There’s an uncomfortable imbalance in the City League and no indication that it’s on the verge of changing.
The 10-year records for City League teams looks like this: Carroll (100-16), Heights (86-25), Northwest (68-35), Kapaun (62-40), East (39-54), Southeast (39-56), South (23-69), West (21-70) and North (13-80). The dropoff after Kapaun is profound.
There are many reasons for the discrepancies. All have been hashed and re-hashed over the years, but nothing changes.
Transfer rules have been questioned. So have the abilities of youth football coaches, who are responsible for the development of players who mostly enter Wichita’s public high schools. There is something to the cyclical nature of high school sports, too. But too many of these schools have been in a down cycle for years, with no sign of improvement.

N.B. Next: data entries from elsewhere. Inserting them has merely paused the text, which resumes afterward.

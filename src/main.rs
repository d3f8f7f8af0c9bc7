use anyhow::{Context, Result};
use clap::{Args as ClapArgs, Parser, Subcommand, ValueEnum};
use serde_json::Value;
use statuspage_provider::config::{FileConfig, ProviderConfig};
use statuspage_provider::resource::{self, Operation, ResourceKind};
use statuspage_provider::statuspage::client::StatuspageClient;
use statuspage_provider::statuspage::http::{format_api_error, is_api_error};
use statuspage_provider::ProviderError;
use std::io::Read;
use std::path::{Path, PathBuf};
use std::process::ExitCode;
use tracing::Level;
use tracing_subscriber::fmt::writer::MakeWriterExt;

/// Manage Statuspage components and component groups as code
#[derive(Parser, Debug)]
#[command(name = "statuspage-provider", version, about, long_about = None)]
struct Args {
    /// Statuspage API token
    #[arg(long, env = "STATUSPAGE_TOKEN", hide_env_values = true, global = true)]
    token: Option<String>,

    /// Statuspage API base URL
    #[arg(long, env = "STATUSPAGE_API_URL", global = true)]
    api_url: Option<String>,

    /// Config file (defaults to the user config directory)
    #[arg(long, global = true)]
    config: Option<PathBuf>,

    /// Log level for debugging
    #[arg(long, value_enum, default_value = "off", global = true)]
    log_level: LogLevel,

    #[command(subcommand)]
    command: Command,
}

#[derive(Subcommand, Debug)]
enum Command {
    /// Print the schema of every resource type
    Schema,
    /// Create a resource and print its state
    Create(StateArgs),
    /// Refresh a resource and print its state (null when gone)
    Read(StateArgs),
    /// Update a resource and print its state
    Update(StateArgs),
    /// Delete a resource
    Delete(StateArgs),
    /// Import an existing resource from `page_id/resource_id`
    Import {
        /// Resource type, e.g. statuspage_component
        resource_type: String,
        /// Import id in the form `page_id/resource_id`
        id: String,
    },
}

#[derive(ClapArgs, Debug)]
struct StateArgs {
    /// Resource type, e.g. statuspage_component
    resource_type: String,

    /// JSON state file (reads stdin when omitted)
    #[arg(long)]
    state: Option<PathBuf>,
}

#[derive(Debug, Clone, Copy, ValueEnum)]
enum LogLevel {
    Off,
    Error,
    Warn,
    Info,
    Debug,
    Trace,
}

impl LogLevel {
    fn to_tracing_level(self) -> Option<Level> {
        match self {
            LogLevel::Off => None,
            LogLevel::Error => Some(Level::ERROR),
            LogLevel::Warn => Some(Level::WARN),
            LogLevel::Info => Some(Level::INFO),
            LogLevel::Debug => Some(Level::DEBUG),
            LogLevel::Trace => Some(Level::TRACE),
        }
    }
}

/// Logs go to a file; stdout carries state for the host
fn setup_logging(level: LogLevel) -> Option<tracing_appender::non_blocking::WorkerGuard> {
    let tracing_level = level.to_tracing_level()?;

    let log_path = get_log_path();

    if let Some(parent) = log_path.parent() {
        let _ = std::fs::create_dir_all(parent);
    }

    let file = match std::fs::OpenOptions::new()
        .create(true)
        .append(true)
        .open(&log_path)
    {
        Ok(file) => file,
        Err(e) => {
            eprintln!("Warning: cannot open log file {:?}: {}", log_path, e);
            return None;
        }
    };

    let (non_blocking, guard) = tracing_appender::non_blocking(file);

    tracing_subscriber::fmt()
        .with_max_level(tracing_level)
        .with_writer(non_blocking.with_max_level(tracing_level))
        .with_ansi(false)
        .with_target(true)
        .with_thread_ids(false)
        .with_file(true)
        .with_line_number(true)
        .init();

    tracing::info!("statuspage-provider started with log level: {:?}", level);
    tracing::info!("Log file: {:?}", log_path);

    Some(guard)
}

fn get_log_path() -> PathBuf {
    if let Some(config_dir) = dirs::config_dir() {
        return config_dir
            .join("statuspage-provider")
            .join("statuspage-provider.log");
    }
    if let Some(home) = dirs::home_dir() {
        return home
            .join(".statuspage-provider")
            .join("statuspage-provider.log");
    }
    PathBuf::from("statuspage-provider.log")
}

#[tokio::main]
async fn main() -> ExitCode {
    let args = Args::parse();

    let _log_guard = setup_logging(args.log_level);

    match run(args).await {
        Ok(()) => ExitCode::SUCCESS,
        Err(err) => {
            tracing::error!("operation failed: {:#}", err);
            eprintln!("Error: {:#}", err);
            match err.downcast_ref::<ProviderError>() {
                Some(ProviderError::UnknownResourceType(_)) => eprintln!(
                    "Hint: supported resource types: {}",
                    resource::get_all_type_names().join(", ")
                ),
                Some(_) => {}
                None if is_api_error(&err) => eprintln!("Hint: {}", format_api_error(&err)),
                None => {}
            }
            ExitCode::FAILURE
        }
    }
}

async fn run(args: Args) -> Result<()> {
    let (resource_type, operation) = match args.command {
        Command::Schema => {
            return print_json(&serde_json::to_value(resource::get_registry())?);
        }
        Command::Create(state) => (state.resource_type.clone(), Operation::Create(state.load()?)),
        Command::Read(state) => (state.resource_type.clone(), Operation::Read(state.load()?)),
        Command::Update(state) => (state.resource_type.clone(), Operation::Update(state.load()?)),
        Command::Delete(state) => (state.resource_type.clone(), Operation::Delete(state.load()?)),
        Command::Import { resource_type, id } => (resource_type, Operation::Import(id)),
    };
    let kind: ResourceKind = resource_type.parse()?;

    let file_config = match &args.config {
        Some(path) => FileConfig::load_from(path)?,
        None => FileConfig::load(),
    };
    let config = ProviderConfig::resolve(args.token, args.api_url, &file_config)?;
    tracing::info!("Using Statuspage API at {}", config.api_url);

    let client = StatuspageClient::new(&config)?;
    let result = resource::dispatch(kind, operation, &client).await?;

    print_json(&result)
}

impl StateArgs {
    fn load(&self) -> Result<Value> {
        read_state(self.state.as_deref())
    }
}

fn read_state(path: Option<&Path>) -> Result<Value> {
    let content = match path {
        Some(path) => std::fs::read_to_string(path)
            .with_context(|| format!("Failed to read state file {:?}", path))?,
        None => {
            let mut buffer = String::new();
            std::io::stdin()
                .read_to_string(&mut buffer)
                .context("Failed to read state from stdin")?;
            buffer
        }
    };

    serde_json::from_str(&content).context("State is not valid JSON")
}

fn print_json(value: &Value) -> Result<()> {
    println!("{}", serde_json::to_string_pretty(value)?);
    Ok(())
}
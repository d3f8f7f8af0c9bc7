//! Statuspage Component Groups
//!
//! Wire model and API calls for `/pages/{page_id}/component-groups`.

use super::client::StatuspageClient;
use anyhow::{Context, Result};
use chrono::{DateTime, Utc};
use serde::Deserialize;
use serde_json::{json, Value};

const COLLECTION: &str = "component-groups";

/// Component group as returned by the API
#[derive(Debug, Clone, Default, Deserialize, PartialEq)]
pub struct ComponentGroup {
    pub id: String,
    #[serde(default)]
    pub page_id: String,
    #[serde(default)]
    pub name: String,
    #[serde(default)]
    pub description: Option<String>,
    #[serde(default)]
    pub components: Vec<String>,
    #[serde(default)]
    pub position: Option<i64>,
    #[serde(default)]
    pub created_at: Option<DateTime<Utc>>,
    #[serde(default)]
    pub updated_at: Option<DateTime<Utc>>,
}

/// Writable group fields sent on create and update
#[derive(Debug, Clone, PartialEq)]
pub struct ComponentGroupInput {
    pub name: String,
    pub description: String,
    pub components: Vec<String>,
}

impl ComponentGroupInput {
    /// The API takes `description` next to the group object, not inside it
    fn to_body(&self) -> Value {
        json!({
            "description": self.description,
            "component_group": {
                "name": self.name,
                "components": self.components,
            }
        })
    }
}

fn parse_group(value: Value) -> Result<ComponentGroup> {
    serde_json::from_value(value).context("Failed to parse component group from API response")
}

/// Create a component group on a page
pub async fn create_component_group(
    client: &StatuspageClient,
    page_id: &str,
    input: &ComponentGroupInput,
) -> Result<ComponentGroup> {
    let url = client.page_url(page_id, COLLECTION);
    let response = client.post(&url, &input.to_body()).await?;
    parse_group(response)
}

/// Get a component group; `None` when it does not exist
pub async fn get_component_group(
    client: &StatuspageClient,
    page_id: &str,
    group_id: &str,
) -> Result<Option<ComponentGroup>> {
    let url = client.page_object_url(page_id, COLLECTION, group_id);
    match client.get(&url).await? {
        Some(value) => parse_group(value).map(Some),
        None => Ok(None),
    }
}

/// Update a component group
pub async fn update_component_group(
    client: &StatuspageClient,
    page_id: &str,
    group_id: &str,
    input: &ComponentGroupInput,
) -> Result<ComponentGroup> {
    let url = client.page_object_url(page_id, COLLECTION, group_id);
    let response = client.patch(&url, &input.to_body()).await?;
    parse_group(response)
}

/// Delete a component group
pub async fn delete_component_group(
    client: &StatuspageClient,
    page_id: &str,
    group_id: &str,
) -> Result<()> {
    let url = client.page_object_url(page_id, COLLECTION, group_id);
    client.delete(&url).await
}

North has won five games in the past five seasons. Southeast, the state’s predominant football power in the 1970s, has had four winning seasons since 2003. South hasn’t had a winning season since 1996. East averaged three wins in the past five seasons. And even with the Brown brothers – Arthur and Bryce – the Blue Aces were not able to do better than 6-3.
There’s still plenty of talent in the City League, but it’s congregating at just a few of the schools.
At West, though, there is positive movement.
The Pioneers were just 18-73 from 2002 – when Weston Schartz left to coach at Northwest – through 2011, when he returned. The Pioneers were 3-6 in Schartz’s first season back and improved to 6-4 in 2013. West could challenge Kapaun and Northwest for that spot behind Carroll and Heights this season, which too often has been the only spot up for grabs.
It’s good to see some coaching stability in places where football programs have been slow to develop. It should be obvious that there are no overnight changes at some of these places. Coaches have to be given time.
So it’s good that Kevin Steiner is back for a third year at South despite 1-8 and 2-7 records. South has had seven coaches since 1996. Stability is important.
The same is true at North, where Joe Belden is starting the second season in his second stint. Belden led North to an 8-3 record back in 2003, but couldn’t sustain that success. He is one of seven coaches since 1995 at North.
Southeast’s Chris Asmussen is back for a fourth year despite a 10-17 record. The Buffaloes have a great football tradition to lean on and there’s always a considerable amount of talent.
East’s Brian Byers is starting his eighth season as East’s coach and the Aces are 15-29 since 2009.
Coaching, obviously, is the biggest factor. Even though Carroll and Heights are clearly the two best programs in the City League now, things haven’t always been rosy.
After a 27-7 run from 1977-79 under Chuck Porter, Carroll was 46-92 during the next 15 seasons before Alan Schuckman arrived in 1995. The rest, as they say, is history. Under Schuckman, the Eagles are 162-41 and Schuckman is two wins behind Schartz as the City League’s winningest coach behind former Kapaun legend Ed Kriwiel.
Heights was a miserable program from its inception in 1961 through 1998, with only two winning seasons. Then Rick Wheeler became coach and the team’s record from 1999 through 2012, when Wheeler stepped down, was 103-34.
Neither Schuckman nor Wheeler stepped into a great situation. Wheeler inherited a program that had never experienced success and Schuckman took over an Eagles program that had gone through five coaches in 15 seasons.
They built something special. So did Schartz during his first run at West from 1987 through 2001. Now he’s trying to do it there again. and showing signs of success.